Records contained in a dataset
____________

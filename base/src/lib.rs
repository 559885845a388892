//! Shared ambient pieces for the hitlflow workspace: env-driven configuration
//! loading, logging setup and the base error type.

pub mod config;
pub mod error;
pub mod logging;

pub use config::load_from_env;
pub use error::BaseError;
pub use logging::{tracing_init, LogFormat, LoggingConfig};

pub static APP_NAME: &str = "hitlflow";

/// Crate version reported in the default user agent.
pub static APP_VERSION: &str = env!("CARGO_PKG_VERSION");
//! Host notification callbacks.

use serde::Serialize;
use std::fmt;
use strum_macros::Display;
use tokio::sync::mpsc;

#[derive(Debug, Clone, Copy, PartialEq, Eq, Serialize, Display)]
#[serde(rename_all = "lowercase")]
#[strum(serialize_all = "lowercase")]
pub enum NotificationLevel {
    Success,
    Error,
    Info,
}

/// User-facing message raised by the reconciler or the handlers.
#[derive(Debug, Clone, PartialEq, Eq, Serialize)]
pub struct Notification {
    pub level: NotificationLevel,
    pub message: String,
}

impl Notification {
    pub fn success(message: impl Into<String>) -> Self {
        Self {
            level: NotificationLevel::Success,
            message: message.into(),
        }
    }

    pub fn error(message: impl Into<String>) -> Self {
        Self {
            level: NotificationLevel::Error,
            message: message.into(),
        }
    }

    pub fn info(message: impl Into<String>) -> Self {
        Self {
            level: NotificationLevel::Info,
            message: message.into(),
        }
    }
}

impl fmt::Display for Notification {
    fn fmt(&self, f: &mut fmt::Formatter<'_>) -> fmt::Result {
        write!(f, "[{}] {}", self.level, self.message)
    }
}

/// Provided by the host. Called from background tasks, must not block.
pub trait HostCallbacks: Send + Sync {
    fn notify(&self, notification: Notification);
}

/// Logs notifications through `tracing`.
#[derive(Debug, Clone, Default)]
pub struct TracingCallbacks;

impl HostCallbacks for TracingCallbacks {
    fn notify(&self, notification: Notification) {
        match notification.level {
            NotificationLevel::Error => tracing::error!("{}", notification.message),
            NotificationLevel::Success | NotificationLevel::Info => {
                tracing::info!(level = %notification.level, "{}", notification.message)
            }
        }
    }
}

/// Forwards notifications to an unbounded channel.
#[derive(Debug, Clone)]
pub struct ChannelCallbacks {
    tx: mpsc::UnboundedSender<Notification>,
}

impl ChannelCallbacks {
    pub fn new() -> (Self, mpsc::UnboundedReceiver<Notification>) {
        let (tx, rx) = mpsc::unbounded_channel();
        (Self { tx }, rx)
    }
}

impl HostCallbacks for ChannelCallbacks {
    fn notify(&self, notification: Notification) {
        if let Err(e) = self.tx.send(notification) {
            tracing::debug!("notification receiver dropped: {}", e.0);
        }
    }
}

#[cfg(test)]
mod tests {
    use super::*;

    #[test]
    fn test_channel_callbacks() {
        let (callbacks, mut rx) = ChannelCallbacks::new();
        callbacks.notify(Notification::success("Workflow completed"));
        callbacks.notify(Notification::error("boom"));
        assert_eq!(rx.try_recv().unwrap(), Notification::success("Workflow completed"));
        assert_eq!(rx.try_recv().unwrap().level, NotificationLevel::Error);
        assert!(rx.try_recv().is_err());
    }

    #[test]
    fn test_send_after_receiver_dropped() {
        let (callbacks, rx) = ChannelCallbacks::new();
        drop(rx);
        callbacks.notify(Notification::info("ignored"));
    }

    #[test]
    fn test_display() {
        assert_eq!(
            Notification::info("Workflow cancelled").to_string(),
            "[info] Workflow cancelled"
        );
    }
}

____________

WHAT THIS TASK INVOLVES: None of the records may be left out; each is to be restated exactly.

RESPONSE:
filename base/src/lib.rs
repository 559885845a388892
//! Shared ambient pieces for the hitlflow workspace: env-driven configuration
//! loading, logging setup and the base error type.

pub mod config;
pub mod error;
pub mod logging;

pub use config::load_from_env;
pub use error::BaseError;
pub use logging::{tracing_init, LogFormat, LoggingConfig};

pub static APP_NAME: &str = "hitlflow";

/// Crate version reported in the default user agent.
pub static APP_VERSION: &str = env!("CARGO_PKG_VERSION");
//! Host notification callbacks.

use serde::Serialize;
use std::fmt;
use strum_macros::Display;
use tokio::sync::mpsc;

#[derive(Debug, Clone, Copy, PartialEq, Eq, Serialize, Display)]
#[serde(rename_all = "lowercase")]
#[strum(serialize_all = "lowercase")]
pub enum NotificationLevel {
    Success,
    Error,
    Info,
}

/// User-facing message raised by the reconciler or the handlers.
#[derive(Debug, Clone, PartialEq, Eq, Serialize)]
pub struct Notification {
    pub level: NotificationLevel,
    pub message: String,
}

impl Notification {
    pub fn success(message: impl Into<String>) -> Self {
        Self {
            level: NotificationLevel::Success,
            message: message.into(),
        }
    }

    pub fn error(message: impl Into<String>) -> Self {
        Self {
            level: NotificationLevel::Error,
            message: message.into(),
        }
    }

    pub fn info(message: impl Into<String>) -> Self {
        Self {
            level: NotificationLevel::Info,
            message: message.into(),
        }
    }
}

impl fmt::Display for Notification {
    fn fmt(&self, f: &mut fmt::Formatter<'_>) -> fmt::Result {
        write!(f, "[{}] {}", self.level, self.message)
    }
}

/// Provided by the host. Called from background tasks, must not block.
pub trait HostCallbacks: Send + Sync {
    fn notify(&self, notification: Notification);
}

/// Logs notifications through `tracing`.
#[derive(Debug, Clone, Default)]
pub struct TracingCallbacks;

impl HostCallbacks for TracingCallbacks {
    fn notify(&self, notification: Notification) {
        match notification.level {
            NotificationLevel::Error => tracing::error!("{}", notification.message),
            NotificationLevel::Success | NotificationLevel::Info => {
                tracing::info!(level = %notification.level, "{}", notification.message)
            }
        }
    }
}

/// Forwards notifications to an unbounded channel.
#[derive(Debug, Clone)]
pub struct ChannelCallbacks {
    tx: mpsc::UnboundedSender<Notification>,
}

impl ChannelCallbacks {
    pub fn new() -> (Self, mpsc::UnboundedReceiver<Notification>) {
        let (tx, rx) = mpsc::unbounded_channel();
        (Self { tx }, rx)
    }
}

impl HostCallbacks for ChannelCallbacks {
    fn notify(&self, notification: Notification) {
        if let Err(e) = self.tx.send(notification) {
            tracing::debug!("notification receiver dropped: {}", e.0);
        }
    }
}

#[cfg(test)]
mod tests {
    use super::*;

    #[test]
    fn test_channel_callbacks() {
        let (callbacks, mut rx) = ChannelCallbacks::new();
        callbacks.notify(Notification::success("Workflow completed"));
        callbacks.notify(Notification::error("boom"));
        assert_eq!(rx.try_recv().unwrap(), Notification::success("Workflow completed"));
        assert_eq!(rx.try_recv().unwrap().level, NotificationLevel::Error);
        assert!(rx.try_recv().is_err());
    }

    #[test]
    fn test_send_after_receiver_dropped() {
        let (callbacks, rx) = ChannelCallbacks::new();
        drop(rx);
        callbacks.notify(Notification::info("ignored"));
    }

    #[test]
    fn test_display() {
        assert_eq!(
            Notification::info("Workflow cancelled").to_string(),
            "[info] Workflow cancelled"
        );
    }
}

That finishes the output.